Capture
This module explores what we mean when we say data, moving beyond common assumptions that understand data as raw and objective to an understanding of data as a product of capture. The module includes theories of capture, relevant readings, an in-class activity on "capturing" data, and a lab session using Python and Google Colab.
What is data? How is data captured?
Philip Agre introduced the concept of capture in communication and information studies in the 1994 article "Surveillance and Capture: Two Models of Privacy". In the article, Agre notes that capture is a common term in the vocabulary of software engineers and computing professionals when discussing data, and he contrasts it with the concept of surveillance. When we talk about surveillance, we typically think of people or devices watching us (such as cameras and policing). Instead, we can also think about these technologies as doing a form of capture. Capturing involves generating data about an object or activity and reorganizing it so it fits a standard language that computers can understand. Agre argues that through this reorganization, we are being "captured" by the systems as data and as subjects that rely on the system to operate and generate data.

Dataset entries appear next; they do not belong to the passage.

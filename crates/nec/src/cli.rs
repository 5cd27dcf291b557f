//! CLI argument parsing with clap

use camino::Utf8PathBuf;
use clap::{Args, Parser, Subcommand};

/// NEC - the Node Ecosystem CLI
#[derive(Parser, Debug)]
#[command(name = "nec")]
#[command(author, version, about, long_about = None)]
#[command(propagate_version = true)]
pub struct Cli {
    /// Increase verbosity (-v, -vv, -vvv)
    #[arg(short, long, action = clap::ArgAction::Count, global = true)]
    pub verbose: u8,

    /// Only log errors
    #[arg(short, long, global = true)]
    pub quiet: bool,

    /// Path to a config file (default: ~/.nec/config.yaml)
    #[arg(short, long, global = true)]
    pub config: Option<Utf8PathBuf>,

    /// Skip the welcome banner
    #[arg(long, global = true)]
    pub no_banner: bool,

    /// Create projects inside this directory instead of the current one
    #[arg(short = 'C', long, global = true)]
    pub directory: Option<Utf8PathBuf>,

    /// Defaults to the interactive wizard
    #[command(subcommand)]
    pub command: Option<Commands>,
}

#[derive(Subcommand, Debug)]
pub enum Commands {
    /// Run the interactive project wizard
    Wizard,

    /// Create a project without prompting
    New(NewArgs),

    /// List available framework templates
    Templates(TemplatesArgs),
}

#[derive(Args, Debug)]
pub struct NewArgs {
    /// Project (directory) name
    pub name: String,

    /// Initialize a git repository
    #[arg(long)]
    pub git: bool,

    /// Initialize a Node.js package
    #[arg(long)]
    pub node: bool,

    /// Use yarn instead of npm (implies --node)
    #[arg(long)]
    pub yarn: bool,

    /// Scaffold from a framework template (implies --node); see `nec templates`
    #[arg(short, long)]
    pub template: Option<String>,
}

#[derive(Args, Debug)]
pub struct TemplatesArgs {
    /// Output as JSON
    #[arg(long)]
    pub json: bool,
}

Thinking of data as captured instead of collected enables a more critical interpretation of what is happening when something becomes data. Data also needs first to be imagined as data to exist and function as data. As such, it requires our participation to exist. We use our perception, imagination and tools available to us to define what can be data. Capturing data entails interpretation: we create a data object by using our imagination and perception about the world in combination with several instruments (e.g., diagrams, documentation, code). Capturing things as data involves making decisions about what goes in and out, what matters, and what describes an object, often in a way that is constrained by the tools used.
Analogy to photography
The process of capturing data can be compared to taking pictures. A camera, as a tool, limits what can be framed in a picture, and both the photographer and the camera emphasize some aspects over others. Just as a photo might not precisely reflect reality (e.g., northern lights appearing brighter due to camera settings, or edited to appear better with filtering), data collection tools influence what can be captured and what is emphasized.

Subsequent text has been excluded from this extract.